Could you filter the records below and return each line that holds "programs"?

Records contained in a dataset:
↓
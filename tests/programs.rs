//! Whole programs run through the public API.

use emu16::cpu::{Opcode, Segment};
use emu16::{Cpu, CpuError, CpuState, Fault, FaultKind, Instruction, Memory, Width};

fn cpu_with(code: &[u8], data: &[u8]) -> Cpu<Vec<u8>> {
    Cpu::with_output(
        Memory::from_image(code).unwrap(),
        Memory::from_image(data).unwrap(),
        Vec::new(),
    )
}

fn word(opcode: Opcode, width: Width, immediate: bool, r1: u8, r2: u8) -> [u8; 2] {
    Instruction::new(opcode, width, immediate, r1, r2).encode().to_be_bytes()
}

#[test]
fn test_set_immediate_then_stop() {
    // SET.w r0, #0x002A ; STOP
    let mut cpu = cpu_with(&[0x05, 0x81, 0x00, 0x2A, 0x34, 0x00], &[]);
    cpu.run().unwrap();
    assert_eq!(cpu.regs.gp(0), 0x002A);
    assert_eq!(cpu.state, CpuState::Halted);
}

#[test]
fn test_set_without_immediate_bit_reads_register() {
    // Specifier 0x80 has the immediate bit clear: SET.w r0, r0. The following
    // word 0x002A then decodes as a NOP.
    let mut cpu = cpu_with(&[0x05, 0x80, 0x00, 0x2A, 0x34, 0x00], &[]);
    assert_eq!(cpu.run().unwrap(), 3);
    assert_eq!(cpu.regs.gp(0), 0);
    assert!(cpu.is_halted());
}

#[test]
fn test_add_registers_wraps_to_zero() {
    // ADD.w r0, r1 ; STOP
    let mut cpu = cpu_with(&[0x10, 0x82, 0x34, 0x00], &[]);
    cpu.regs.set_gp(0, 0xFFFF);
    cpu.regs.set_gp(1, 1);
    cpu.run().unwrap();
    assert_eq!(cpu.regs.gp(0), 0x0000);
    assert!(cpu.regs.flags.carry());
    assert!(cpu.regs.flags.zero());
}

#[test]
fn test_write_byte_immediate() {
    // WR.b #0x41 ; STOP
    let mut cpu = cpu_with(&[0x50, 0x01, 0x41, 0x34, 0x00], &[]);
    cpu.run().unwrap();
    assert_eq!(cpu.into_output(), b"A");
}

#[test]
fn test_hello_from_data_segment() {
    // WR.w #0x0000 ; STOP
    let mut code = Vec::new();
    code.extend(word(Opcode::Wr, Width::Word, true, 0, 0));
    code.extend(0x0000u16.to_be_bytes());
    code.extend(word(Opcode::Stop, Width::Byte, false, 0, 0));

    let mut cpu = cpu_with(&code, b"Hello, world!\0");
    cpu.run().unwrap();
    assert_eq!(cpu.into_output(), b"Hello, world!\n");
}

#[test]
fn test_countdown_loop() {
    // r0 counts down from 5, printing a '*' each time.
    //
    //  0: SET.w r0, #5
    //  4: WR.b  #'*'
    //  7: DEC.w r0
    //  9: JNZ   #4
    // 13: STOP
    let mut code = Vec::new();
    code.extend(word(Opcode::Set, Width::Word, true, 0, 0));
    code.extend(5u16.to_be_bytes());
    code.extend(word(Opcode::Wr, Width::Byte, true, 0, 0));
    code.push(b'*');
    code.extend(word(Opcode::Dec, Width::Word, false, 0, 0));
    code.extend(word(Opcode::Jnz, Width::Word, true, 0, 0));
    code.extend(4u16.to_be_bytes());
    code.extend(word(Opcode::Stop, Width::Byte, false, 0, 0));

    let mut cpu = cpu_with(&code, &[]);
    let executed = cpu.run().unwrap();
    assert_eq!(cpu.regs.gp(0), 0);
    assert!(cpu.regs.flags.zero());
    assert_eq!(executed, 1 + 5 * 3 + 1);
    assert_eq!(cpu.output().as_slice(), b"*****");
}

#[test]
fn test_sum_array_with_subroutine() {
    // Sum three big-endian words at data[0x10..0x16] into r0 via a subroutine.
    //
    //  0: SET.w r1, #0x0010
    //  4: SET.w r2, #3
    //  8: CALL  #14
    // 12: STOP
    // 14: LD.w  r3, r1
    // 16: ADD.w r0, r3
    // 18: ADD.w r1, #2
    // 22: DEC.w r2
    // 24: JNZ   #14
    // 28: RETF
    let mut code = Vec::new();
    code.extend(word(Opcode::Set, Width::Word, true, 1, 0));
    code.extend(0x0010u16.to_be_bytes());
    code.extend(word(Opcode::Set, Width::Word, true, 2, 0));
    code.extend(3u16.to_be_bytes());
    code.extend(word(Opcode::Call, Width::Word, true, 0, 0));
    code.extend(14u16.to_be_bytes());
    code.extend(word(Opcode::Stop, Width::Byte, false, 0, 0));
    code.extend(word(Opcode::Ld, Width::Word, false, 3, 1));
    code.extend(word(Opcode::Add, Width::Word, false, 0, 3));
    code.extend(word(Opcode::Add, Width::Word, true, 1, 0));
    code.extend(2u16.to_be_bytes());
    code.extend(word(Opcode::Dec, Width::Word, false, 2, 0));
    code.extend(word(Opcode::Jnz, Width::Word, true, 0, 0));
    code.extend(14u16.to_be_bytes());
    code.extend(word(Opcode::Retf, Width::Word, false, 0, 0));

    let mut data = vec![0u8; 0x10];
    for v in [100u16, 200, 300] {
        data.extend(v.to_be_bytes());
    }

    // The stack starts above the array
    let mut cpu = cpu_with(&code, &data);
    cpu.regs.sp = 0x0100;
    cpu.run().unwrap();

    assert_eq!(cpu.regs.gp(0), 600);
    assert_eq!(cpu.regs.gp(1), 0x0016);
    assert_eq!(cpu.regs.sp, 0x0100);
    assert_eq!(cpu.regs.pc, 14);
}

#[test]
fn test_fault_reports_pc_and_opcode() {
    // NOP ; DIV.w r0, r1 with r1 == 0
    let mut code = Vec::new();
    code.extend(word(Opcode::Nop, Width::Byte, false, 0, 0));
    code.extend(word(Opcode::Div, Width::Word, false, 0, 1));

    let mut cpu = cpu_with(&code, &[]);
    let err = cpu.run().unwrap_err();
    assert_eq!(
        err,
        CpuError::Fault(Fault { kind: FaultKind::DivisionByZero, pc: 2, opcode: 0x13 })
    );
    assert_eq!(err.to_string(), "fault: division by zero at pc=0x0002 (opcode 0x13)");
    assert_eq!(cpu.state, CpuState::Faulted);
    assert_eq!(cpu.step(), Err(CpuError::NotRunning(CpuState::Faulted)));
}

#[test]
fn test_unterminated_string_faults() {
    // WR.w #0xFFF0 with no NUL before the end of the data segment
    let mut code = Vec::new();
    code.extend(word(Opcode::Wr, Width::Word, true, 0, 0));
    code.extend(0xFFF0u16.to_be_bytes());

    let mut data = vec![0u8; 0x10000];
    data[0xFFF0..].fill(b'x');

    let mut cpu = cpu_with(&code, &data);
    let err = cpu.run().unwrap_err();
    assert_eq!(
        err,
        CpuError::Fault(Fault {
            kind: FaultKind::OutOfBounds { segment: Segment::Data, addr: 0xFFF0 },
            pc: 0,
            opcode: 0x50,
        })
    );
    assert!(cpu.output().is_empty());
}

#[test]
fn test_self_modifying_code() {
    // Store a STOP over the trailing NOP, then fall into it.
    //
    //  0: SET.w r0, #0x3400
    //  4: SP.w  r0, #10
    //  8: NOP
    // 10: NOP  (becomes STOP)
    // 12: (unknown opcode, never reached)
    let mut code = Vec::new();
    code.extend(word(Opcode::Set, Width::Word, true, 0, 0));
    code.extend(0x3400u16.to_be_bytes());
    code.extend(word(Opcode::Sp, Width::Word, true, 0, 0));
    code.extend(10u16.to_be_bytes());
    code.extend(word(Opcode::Nop, Width::Byte, false, 0, 0));
    code.extend(word(Opcode::Nop, Width::Byte, false, 0, 0));
    code.extend([0xEE, 0x00]);

    let mut cpu = cpu_with(&code, &[]);
    assert_eq!(cpu.run().unwrap(), 4);
    assert!(cpu.is_halted());
}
↑
ANSWER —
filename tests/programs.rs
//! Whole programs run through the public API.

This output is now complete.